# How do introduce a new pigeon to the coop?



## Croc_1965 (Aug 29, 2005)

I bought a new baby homer as a companion to my existing pigeon. However it keeps attacking the baby when I put them in the coop together. I have them separated for now but I would like to know how to introduce them and have them live peacefully together.

I have a small coop, 4 x 4 x 6. I bought two baby homers at the same time this spring and they grew up together in the coop. All was going fine until one was killed.
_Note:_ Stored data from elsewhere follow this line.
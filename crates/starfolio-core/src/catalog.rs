//! Static site content the derived unlock rules are evaluated against.

use serde::{Deserialize, Serialize};

#[derive(Debug, Clone, Serialize, Deserialize)]
pub struct Technology {
    pub name: String,
    pub description: String,
    pub icon: String,
}

#[derive(Debug, Clone, Serialize, Deserialize)]
pub struct TechGroup {
    pub title: String,
    pub technologies: Vec<Technology>,
}

#[derive(Debug, Clone, Serialize, Deserialize)]
pub struct Project {
    pub id: String,
    pub title: String,
    pub url: Option<String>,
}

#[derive(Debug, Clone, Serialize, Deserialize)]
pub struct ExternalLink {
    pub name: String,
    pub target: String,
    /// Untracked links never reach the progress store.
    pub tracked: bool,
}

/// Copy shown for a contextual notification of a given type.
#[derive(Debug, Clone, Serialize, Deserialize)]
pub struct NotificationStyle {
    pub kind: String,
    pub message: String,
    pub sub_message: Option<String>,
    pub icon: String,
}

#[derive(Debug, Clone, Serialize, Deserialize)]
pub struct Catalog {
    pub technology_groups: Vec<TechGroup>,
    pub projects: Vec<Project>,
    pub external_links: Vec<ExternalLink>,
    pub notification_styles: Vec<NotificationStyle>,
}

fn tech(name: &str, description: &str, icon: &str) -> Technology {
    Technology {
        name: name.into(),
        description: description.into(),
        icon: icon.into(),
    }
}

fn project(id: &str, title: &str, url: &str) -> Project {
    Project {
        id: id.into(),
        title: title.into(),
        url: Some(url.into()),
    }
}

fn style(kind: &str, message: &str, sub_message: &str, icon: &str) -> NotificationStyle {
    NotificationStyle {
        kind: kind.into(),
        message: message.into(),
        sub_message: Some(sub_message.into()),
        icon: icon.into(),
    }
}

impl Default for Catalog {
    fn default() -> Self {
        Self {
            technology_groups: vec![
                TechGroup {
                    title: "Backend".into(),
                    technologies: vec![
                        tech("Node.js", "Server-side JavaScript runtime", "⚡"),
                        tech("PHP", "Dynamic web development language", "🐘"),
                        tech("Laravel", "Modern PHP web framework", "🔥"),
                        tech("MySQL", "Popular relational database", "🗃️"),
                        tech("MongoDB", "Flexible NoSQL database", "🍃"),
                        tech("Redis", "High-performance cache", "🔴"),
                    ],
                },
                TechGroup {
                    title: "Frontend".into(),
                    technologies: vec![
                        tech("React", "Modern user interface library", "⚛️"),
                        tech("Next.js", "React-based full-stack framework", "▲"),
                        tech("TypeScript", "Type-safe superset of JavaScript", "📘"),
                        tech("Bootstrap", "Popular CSS framework", "🅱️"),
                        tech("Three.js", "3D graphics and WebGL library", "🎮"),
                        tech("GSAP", "Professional animation library", "✨"),
                    ],
                },
                TechGroup {
                    title: "Tools & Systems".into(),
                    technologies: vec![
                        tech("Git", "Distributed version control", "📝"),
                        tech("Docker", "Container-based deployment", "🐳"),
                        tech("AWS", "Amazon cloud infrastructure", "☁️"),
                        tech("Railway", "Modern cloud deployment platform", "🚂"),
                        tech("VS Code", "Flexible code editor", "💻"),
                    ],
                },
            ],
            projects: vec![
                project(
                    "haber-portali",
                    "Haber Portalı",
                    "https://haber-portali.up.railway.app/",
                ),
                project(
                    "api-showcase",
                    "API Showcase",
                    "https://api-showcase.up.railway.app/",
                ),
                project(
                    "cosmic-explorer",
                    "Cosmic Explorer",
                    "https://frontend-astrolog.up.railway.app/",
                ),
            ],
            external_links: vec![
                ExternalLink {
                    name: "github".into(),
                    target: "https://github.com/canpolatkaya".into(),
                    tracked: true,
                },
                ExternalLink {
                    name: "linkedin".into(),
                    target: "https://linkedin.com/in/canpolatkaya".into(),
                    tracked: true,
                },
                ExternalLink {
                    name: "email".into(),
                    target: "mailto:canpolatkaya@email.com".into(),
                    tracked: false,
                },
            ],
            notification_styles: vec![
                style("about", "That was my story...", "I hope you found it inspiring", "📖"),
                style(
                    "technologies",
                    "Is that enough?",
                    "I keep learning more",
                    "⚡",
                ),
                style("projects", "Did you like them?", "More on the way...", "🚀"),
            ],
        }
    }
}

impl Catalog {
    pub fn technology_names(&self) -> impl Iterator<Item = &str> {
        self.technology_groups
            .iter()
            .flat_map(|g| g.technologies.iter().map(|t| t.name.as_str()))
    }

    pub fn project_ids(&self) -> impl Iterator<Item = &str> {
        self.projects.iter().map(|p| p.id.as_str())
    }

    pub fn tracked_links(&self) -> impl Iterator<Item = &str> {
        self.external_links
            .iter()
            .filter(|l| l.tracked)
            .map(|l| l.name.as_str())
    }

    pub fn is_tracked_link(&self, name: &str) -> bool {
        self.tracked_links().any(|l| l == name)
    }

    /// Style for a notification type; unknown types fall back to the first
    /// entry (`about` in the default catalog).
    pub fn notification_style(&self, kind: &str) -> Option<&NotificationStyle> {
        self.notification_styles
            .iter()
            .find(|s| s.kind == kind)
            .or_else(|| self.notification_styles.first())
    }
}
Last weekend I purchased This new baby so the remaining one would have another companion.


----------



## pdpbison (Mar 15, 2005)

Hi Croc 1965,


You can not get them to get along if they are not getting along.

The 'Coop' is being claimed as the territory of the older Bird who wishes to defend it from an interloper.

Build another Coop so you have two Coops, or, make a partition for the one you have.

When you say 'Baby' - how old a Bird do you mean?


Phil
Las Vegas


----------



## Skyeking (Jan 17, 2003)

As Phil said, the older pigeon is the "big cheese" and he thinks he owns the place.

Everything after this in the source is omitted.